Dennis Powell (1924-93) was born in Llanddewi Skirrid, Monmouthshire, and would remain a man of the borderlands, going on to settle at Four Crosses, between Welshpool and Oswestry.
He turned professional after the war in 1946 and would squeeze 68 fights into an eight-year career.
Powell proved a hugely popular campaigner, especially when he fought near his home territory, with big open-air shows staged at the old Oswestry Town football ground and at Shrewsbury’s West-Mid Showground.
Having won Welsh Area titles at both light-heavyweight and heavyweight, Powell’s big chance came in 1953 when Randolph Turpin vacated the British light-heavyweight belt.
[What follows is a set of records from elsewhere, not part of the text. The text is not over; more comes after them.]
// SPDX-FileCopyrightText: Copyright © 2020-2026 the project authors
//
// SPDX-License-Identifier: MPL-2.0

//! Content-addressed digests for the elaboration engine.
//!
//! A [`Digest`] is either a 20-byte SHA1 over a step's recipe-internal inputs, or a 40-byte
//! digest where the trailing 20 bytes are a SHA1 over host-fingerprint contributions. The two
//! widths are distinct enum variants rather than a `Vec<u8>` so that "never emit 40 bytes when
//! there is no host contribution" (a documented backward-compatibility requirement) is enforced
//! by the type rather than by caller discipline.

use std::fmt;

use sha1::{Digest as _, Sha1};

/// Length of one SHA1 output.
pub const HASH_LEN: usize = 20;

/// A Variant-Id or Result-Id: a recipe-internal digest, optionally extended with a host
/// fingerprint digest.
#[derive(Clone, Copy, PartialEq, Eq, Hash, PartialOrd, Ord)]
pub enum Digest {
    /// No host (fingerprint) contribution.
    Short([u8; HASH_LEN]),
    /// `recipe || host`.
    Long([u8; 2 * HASH_LEN]),
}

impl Digest {
    /// The recipe-internal 20 bytes, regardless of width.
    pub fn recipe_slice(&self) -> &[u8; HASH_LEN] {
        match self {
            Digest::Short(b) => b,
            Digest::Long(b) => b[..HASH_LEN].try_into().unwrap(),
        }
    }

    /// The host-fingerprint 20 bytes, if this digest carries one.
    pub fn host_slice(&self) -> Option<[u8; HASH_LEN]> {
        match self {
            Digest::Short(_) => None,
            Digest::Long(b) => Some(b[HASH_LEN..].try_into().unwrap()),
        }
    }

    pub fn as_bytes(&self) -> &[u8] {
        match self {
            Digest::Short(b) => b.as_slice(),
            Digest::Long(b) => b.as_slice(),
        }
    }

    pub fn to_hex(self) -> String {
        hex::encode(self.as_bytes())
    }
}

impl fmt::Debug for Digest {
    fn fmt(&self, f: &mut fmt::Formatter<'_>) -> fmt::Result {
        write!(f, "Digest({})", self.to_hex())
    }
}

impl fmt::Display for Digest {
    fn fmt(&self, f: &mut fmt::Formatter<'_>) -> fmt::Result {
        write!(f, "{}", self.to_hex())
    }
}

/// SHA1 over an arbitrary byte slice, exposed for callers that need a plain content digest (e.g.
/// hashing included file contents, or a sandbox recipe slice for the host fingerprint).
pub fn sha1_bytes(data: &[u8]) -> [u8; HASH_LEN] {
    let mut hasher = Sha1::new();
    hasher.update(data);
    hasher.finalize().into()
}

/// Accumulates the two halves of a [`Digest`]: `update` feeds the recipe-internal hash,
/// `fingerprint` feeds the host-contribution hash. Mirrors the `DigestHasher` of the original
/// elaboration engine, including the "only emit the host half if something was ever fed to it"
/// rule.
#[derive(Default)]
pub struct DigestHasher {
    recipe: Option<Sha1>,
    host: Option<Sha1>,
}

impl DigestHasher {
    pub fn new() -> Self {
        Self::default()
    }

    /// Feed bytes into the recipe-internal half.
    pub fn update(&mut self, bytes: &[u8]) {
        self.recipe.get_or_insert_with(Sha1::new).update(bytes);
    }

    /// Feed bytes into the host-fingerprint half.
    pub fn fingerprint(&mut self, bytes: &[u8]) {
        self.host.get_or_insert_with(Sha1::new).update(bytes);
    }

    /// A 32-bit little-endian length prefix followed by the raw bytes, fed to the recipe half.
    /// This is the framing used throughout the Variant-Id/Result-Id layout for variable-length
    /// fields.
    pub fn write_framed(&mut self, bytes: &[u8]) {
        self.update(&(bytes.len() as u32).to_le_bytes());
        self.update(bytes);
    }

    pub fn write_str_framed(&mut self, s: &str) {
        self.write_framed(s.as_bytes());
    }

    pub fn write_u32(&mut self, v: u32) {
        self.update(&v.to_le_bytes());
    }

    pub fn write_bool(&mut self, v: bool) {
        self.update(&[v as u8]);
    }

    /// Consume the hasher, producing the final digest. Emits [`Digest::Short`] unless anything
    /// was ever fed to the host half, in which case [`Digest::Long`] is produced.
    pub fn finish(self) -> Digest {
        let recipe: [u8; HASH_LEN] = self
            .recipe
            .unwrap_or_else(Sha1::new)
            .finalize()
            .into();
        match self.host {
            Some(host) => {
                let host: [u8; HASH_LEN] = host.finalize().into();
                let mut both = [0u8; 2 * HASH_LEN];
                both[..HASH_LEN].copy_from_slice(&recipe);
                both[HASH_LEN..].copy_from_slice(&host);
                Digest::Long(both)
            }
            None => Digest::Short(recipe),
        }
    }
}

#[cfg(test)]
mod test {
    use super::*;

    #[test]
    fn empty_digest_is_short() {
        let h = DigestHasher::new();
        let d = h.finish();
        assert!(matches!(d, Digest::Short(_)));
        assert_eq!(d.as_bytes().len(), 20);
    }

    #[test]
    fn fingerprint_widens_to_long() {
        let mut h = DigestHasher::new();
        h.update(b"recipe bytes");
        h.fingerprint(b"host bytes");
        let d = h.finish();
        assert!(matches!(d, Digest::Long(_)));
        assert_eq!(d.as_bytes().len(), 40);
        assert!(d.host_slice().is_some());
    }

    #[test]
    fn deterministic_across_runs() {
        let build = || {
            let mut h = DigestHasher::new();
            h.write_str_framed("hello");
            h.write_u32(42);
            h.finish()
        };
        assert_eq!(build().as_bytes(), build().as_bytes());
    }

    #[test]
    fn empty_script_digest_matches_known_sha1_of_empty_string() {
        let empty = sha1_bytes(b"");
        assert_eq!(hex::encode(empty), "da39a3ee5e6b4b0d3255bfef95601890afd80709");
    }

    #[test]
    fn ordering_is_lexicographic_over_bytes() {
        let mut a = DigestHasher::new();
        a.update(b"a");
        let a = a.finish();
        let mut b = DigestHasher::new();
        b.update(b"b");
        let b = b.finish();
        assert!(a.as_bytes() < b.as_bytes());
    }
}
// SPDX-FileCopyrightText: Copyright © 2020-2026 the project authors
//
// SPDX-License-Identifier: MPL-2.0

//! A touch-tracked, insertion-ordered `name -> CoreRef` map, the tool-table analogue of
//! [`anvil_env::Env`]. `PackageMatcher` needs to know exactly which tool names a `prepare()` call
//! actually consulted, the same way it needs the touched env names, so the accumulated "own
//! tools" and per-dependency "dep tools" views both share this shape.

use std::{cell::RefCell, rc::Rc};

use globset::{Glob, GlobSetBuilder};
use indexmap::{IndexMap, IndexSet};

use crate::core_ref::CoreRef;

#[derive(Clone, Default)]
pub struct ToolSet {
    tools: IndexMap<String, CoreRef>,
    touched: Rc<RefCell<IndexSet<String>>>,
}

impl ToolSet {
    pub fn new() -> Self {
        Self::default()
    }

    /// Derive a child view sharing this one's touched-name family.
    pub fn derive(&self) -> Self {
        Self {
            tools: self.tools.clone(),
            touched: Rc::clone(&self.touched),
        }
    }

    pub fn set(&mut self, name: impl Into<String>, tool: CoreRef) {
        self.tools.insert(name.into(), tool);
    }

    /// Merge `other`'s tools into `self`, child (`other`) taking precedence on name collision.
    pub fn update(&mut self, other: &ToolSet) {
        for (name, tool) in &other.tools {
            self.tools.insert(name.clone(), tool.clone());
        }
    }

    /// Read without recording a touch.
    pub fn peek(&self, name: &str) -> Option<&CoreRef> {
        self.tools.get(name)
    }

    /// Read, recording the read.
    pub fn get(&self, name: &str) -> Option<&CoreRef> {
        self.touch(name);
        self.tools.get(name)
    }

    pub fn touch(&self, name: &str) {
        self.touched.borrow_mut().insert(name.to_string());
    }

    pub fn touched_keys(&self) -> Vec<String> {
        self.touched.borrow().iter().cloned().collect()
    }

    pub fn touch_reset(&mut self) {
        self.touched = Rc::new(RefCell::new(IndexSet::new()));
    }

    pub fn iter(&self) -> impl Iterator<Item = (&str, &CoreRef)> {
        self.tools.iter().map(|(k, v)| (k.as_str(), v))
    }

    pub fn len(&self) -> usize {
        self.tools.len()
    }

    pub fn is_empty(&self) -> bool {
        self.tools.is_empty()
    }

    /// Keep only entries whose name is in `names`.
    pub fn retain_named(&self, names: &IndexSet<String>) -> ToolSet {
        ToolSet {
            tools: self.tools.iter().filter(|(k, _)| names.contains(k.as_str())).map(|(k, v)| (k.clone(), v.clone())).collect(),
            touched: Rc::clone(&self.touched),
        }
    }

    /// Keep only entries whose name matches one of `patterns` (glob syntax).
    pub fn filter(&self, patterns: &[String]) -> Result<ToolSet, globset::Error> {
        let set = build_globset(patterns)?;
        Ok(ToolSet {
            tools: self.tools.iter().filter(|(k, _)| set.is_match(k.as_str())).map(|(k, v)| (k.clone(), v.clone())).collect(),
            touched: Rc::clone(&self.touched),
        })
    }

    /// Drop every entry whose name matches one of `patterns`.
    pub fn prune(&self, patterns: &[String]) -> Result<ToolSet, globset::Error> {
        let set = build_globset(patterns)?;
        Ok(ToolSet {
            tools: self.tools.iter().filter(|(k, _)| !set.is_match(k.as_str())).map(|(k, v)| (k.clone(), v.clone())).collect(),
            touched: Rc::clone(&self.touched),
        })
    }
}

fn build_globset(patterns: &[String]) -> Result<globset::GlobSet, globset::Error> {
    let mut builder = GlobSetBuilder::new();
    for pattern in patterns {
        builder.add(Glob::new(pattern)?);
    }
    builder.build()
}

#[cfg(test)]
mod test {
    use super::*;
    use crate::core_ref::CoreTarget;
    use anvil_digest::Digest;

    fn dummy_ref() -> CoreRef {
        CoreRef::leaf(CoreTarget::None, Digest::Short([0; 20]), true, true, String::new())
    }

    #[test]
    fn derive_shares_touched_family() {
        let root = ToolSet::new();
        let child = root.derive();
        child.touch("gcc");
        assert_eq!(root.touched_keys(), vec!["gcc".to_string()]);
    }

    #[test]
    fn get_records_touch() {
        let mut ts = ToolSet::new();
        ts.set("gcc", dummy_ref());
        assert!(ts.get("gcc").is_some());
        assert_eq!(ts.touched_keys(), vec!["gcc".to_string()]);
    }
}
On 26 March, Powell met George Walker at the Liverpool Stadium in a bid to become the new champion.
The Welshman emerged victorious from the brutal battle with an 11th-round TKO, but the fight took its toll.
“It was such a vicious blood-and-guts brawl that he was never quite the same man again,” said an old friend of Powell’s, Bryan Foulkes.
After a non-title win over Albert Finch in Oswestry, Powell lost his first defence of the belt when he was stopped in the 10th by Alex Buxton at the Nottingham Ice Rink.
The Welshman fought twice more – a win and a loss, both by stoppage – before retiring in 1954. He died in 1993 at the age of 68.